Every photo your iPhone takes carries hidden data: your GPS location, the exact iPhone model, and the time it was shot. StripShot strips it all in your browser, right on your phone, with the pixels left byte-for-byte identical.
You do not need an app from the App Store. Open this page in Safari or Chrome on your iPhone, drop a photo into the tool above, and StripShot reads the metadata and removes it on one tap. The whole thing runs locally on your device, so the photo is never uploaded.
EXIF is only part of it. StripShot also removes XMP and C2PA data in the same pass, so a single clean covers everything. For the broader walkthrough, see remove all metadata from a photo.

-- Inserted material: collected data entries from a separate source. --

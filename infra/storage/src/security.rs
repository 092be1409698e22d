use crate::error::{StorageError, StorageErrorExt};
use std::path::{Component, Path, PathBuf};

/// Resolves caller-supplied path segments to a location guaranteed to stay inside `root`.
///
/// Segments are joined component by component: `.` is dropped, `..` pops the last joined
/// component and root or prefix components are ignored, so an absolute-looking segment is
/// re-rooted under `root`. A single segment may contain separators.
///
/// The joined path must keep the absolute form of `root` as a component-wise prefix, which
/// also rejects sibling directories such as `/data/images-evil` for `/data/images`. Neither
/// `root` nor the target has to exist. When part of the target exists, its deepest existing
/// ancestor is canonicalized and must still live under the canonical root.
///
/// # Errors
///
/// Returns [`StorageError::PathTraversalAttempt`] when the result would leave `root`.
/// Returns [`StorageError::Io`] if the current directory is needed and unavailable.
///
/// # Examples
///
/// ```rust
/// use fc_storage::resolve;
/// use std::path::Path;
///
/// let path = resolve("/data/images", ["a/b/../c"]).unwrap();
/// assert_eq!(path, Path::new("/data/images/a/c"));
///
/// assert!(resolve("/data/images", ["../../etc/passwd"]).is_err());
/// ```
pub fn resolve<I, S>(root: impl AsRef<Path>, segments: I) -> Result<PathBuf, StorageError>
where
    I: IntoIterator<Item = S>,
    S: AsRef<Path>,
{
    let root = absolute_root(root.as_ref())?;
    let mut joined = root.clone();

    for segment in segments {
        for component in segment.as_ref().components() {
            match component {
                Component::Normal(part) => joined.push(part),
                Component::ParentDir => {
                    joined.pop();
                },
                Component::CurDir | Component::RootDir | Component::Prefix(_) => {},
            }
        }
    }

    if !joined.starts_with(&root) {
        return Err(StorageError::PathTraversalAttempt {
            message: joined.display().to_string().into(),
            context: Some(format!("Path escapes storage root {}", root.display()).into()),
        });
    }

    validate_ancestors(&root, &joined)?;
    Ok(joined)
}

/// Absolute, lexically normalized form of `root`. The directory need not exist.
fn absolute_root(root: &Path) -> Result<PathBuf, StorageError> {
    let absolute = std::path::absolute(root)
        .context(format!("Failed to make storage root absolute: {}", root.display()))?;

    let mut out = PathBuf::new();
    for component in absolute.components() {
        match component {
            Component::ParentDir => {
                out.pop();
            },
            Component::CurDir => {},
            other => out.push(other),
        }
    }
    Ok(out)
}

/// Walks up from `joined` to the first existing ancestor below `root` and checks that its
/// physical location is still inside the canonical root.
///
/// Symlinks swapped in after this check are not detected.
fn validate_ancestors(root: &Path, joined: &Path) -> Result<(), StorageError> {
    let mut current = Some(joined);

    while let Some(path) = current {
        if path == root {
            return Ok(());
        }

        if path.exists() {
            let canonical_root = root.canonicalize().unwrap_or_else(|_| root.to_path_buf());
            return match path.canonicalize() {
                Ok(canonical) if canonical.starts_with(&canonical_root) => Ok(()),
                Ok(canonical) => Err(StorageError::PathTraversalAttempt {
                    message: canonical.display().to_string().into(),
                    context: Some("Existing ancestor is a symlink outside storage root".into()),
                }),
                Err(e) => Err(StorageError::Io {
                    source: e,
                    context: Some(format!("Failed to verify ancestor {}", path.display()).into()),
                }),
            };
        }

        current = path.parent();
    }

    Err(StorageError::PathTraversalAttempt {
        message: joined.display().to_string().into(),
        context: Some("No ancestor found within storage root".into()),
    })
}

What your iPhone hides in every photo
Hidden field
What it reveals
GPS latitude / longitude
The exact spot the photo was taken — often your home or workplace
Camera = iPhone model
Which iPhone you own (e.g. iPhone 16 Pro)
Lens, ISO, exposure
The technical capture settings
Timestamp
The date and time of capture, down to the second
Software / iOS version
The operating system and processing that wrote the file
Does iPhone's “Remove Location” already handle this?
Only partly. When you tap Share and turn off Location under Options, iOS strips the GPS coordinates from that copy — which is genuinely useful. But it stops there: the iPhone model, lens and exposure data, the capture timestamp, and software tags all stay embedded in the file.
If your goal is for the photo to carry nothing but the picture, location removal alone is not enough. StripShot removes the location and the device, timestamp, and software data in a single pass. For a guide focused purely on geotags, see remove GPS & location data.
HEIC vs JPEG on iPhone
Newer iPhones shoot in HEIC by default. StripShot processes JPEG, PNG, and WebP, so export or share the photo as a JPEG first. In most cases the iOS share sheet already hands off a JPEG; if you want JPEG everywhere, set Settings → Camera → Formats → Most Compatible.
Either way the cleaned result keeps full image quality — StripShot never recompresses the pixels.
How to remove metadata from an iPhone photo
1
Export the photo as JPEG
In the Photos app, tap Share. If your iPhone is set to HEIC, choose a JPEG export or set Settings → Camera → Formats → Most Compatible first.
2
Open StripShot
Drop the photo into the tool above. It opens in your browser on your phone — nothing is uploaded.
3
See what's hidden
StripShot reads the file and shows the GPS location, iPhone model, and timestamps stored inside it.
4
Strip and save
Tap strip and save the clean copy to your Photos. The image is identical in quality, with the metadata gone.
Live Photos, screenshots, and edited shots
Live Photos
A Live Photo bundles a still and a short motion clip, both carrying metadata. Export the still as a JPEG, then strip it before sharing.
Screenshots
Screenshots have no GPS, but they still store device and software tags and a timestamp. Running them through StripShot leaves a clean, anonymous file.
Edited photos
Editing in Photos or a third-party app can add its own software tags on top of the original EXIF. StripShot removes those too, so the export does not advertise how it was made.
Frequently asked questions
Does iPhone's “Remove Location” option strip all metadata?
No. When you share a photo and turn off Location under Options, iOS removes the GPS coordinates but leaves the rest of the EXIF in place — the iPhone model, lens, exposure settings, and the capture timestamp all stay in the file. StripShot removes the location and everything else in one pass.
Can StripShot remove metadata from HEIC photos?
Share or export the photo as JPEG first, then drop it in. Most iPhone share flows already hand off a JPEG, and you can set Settings → Camera → Formats → Most Compatible to shoot JPEG by default. StripShot processes JPEG, PNG, and WebP.
Will removing metadata lower my iPhone photo's quality?
No. StripShot edits the file at the binary level and removes only the metadata blocks. The pixels are never decoded or recompressed, so the cleaned photo is byte-for-byte identical in quality to the original.
Do my photos get uploaded anywhere?
No. Everything runs locally in Safari or Chrome on your device. Your iPhone photos never leave your phone, so there is nothing to upload and nothing stored on a server.
What about Live Photos and screenshots?
Export a Live Photo as a still JPEG, then strip it. Screenshots carry less metadata than camera photos but can still hold device and software tags and a timestamp, so it is worth running them through too.
Does this remove the date and time a photo was taken?
Yes. The capture timestamp lives in the EXIF block and is removed from the cleaned file. Keep your original if you want to preserve the date.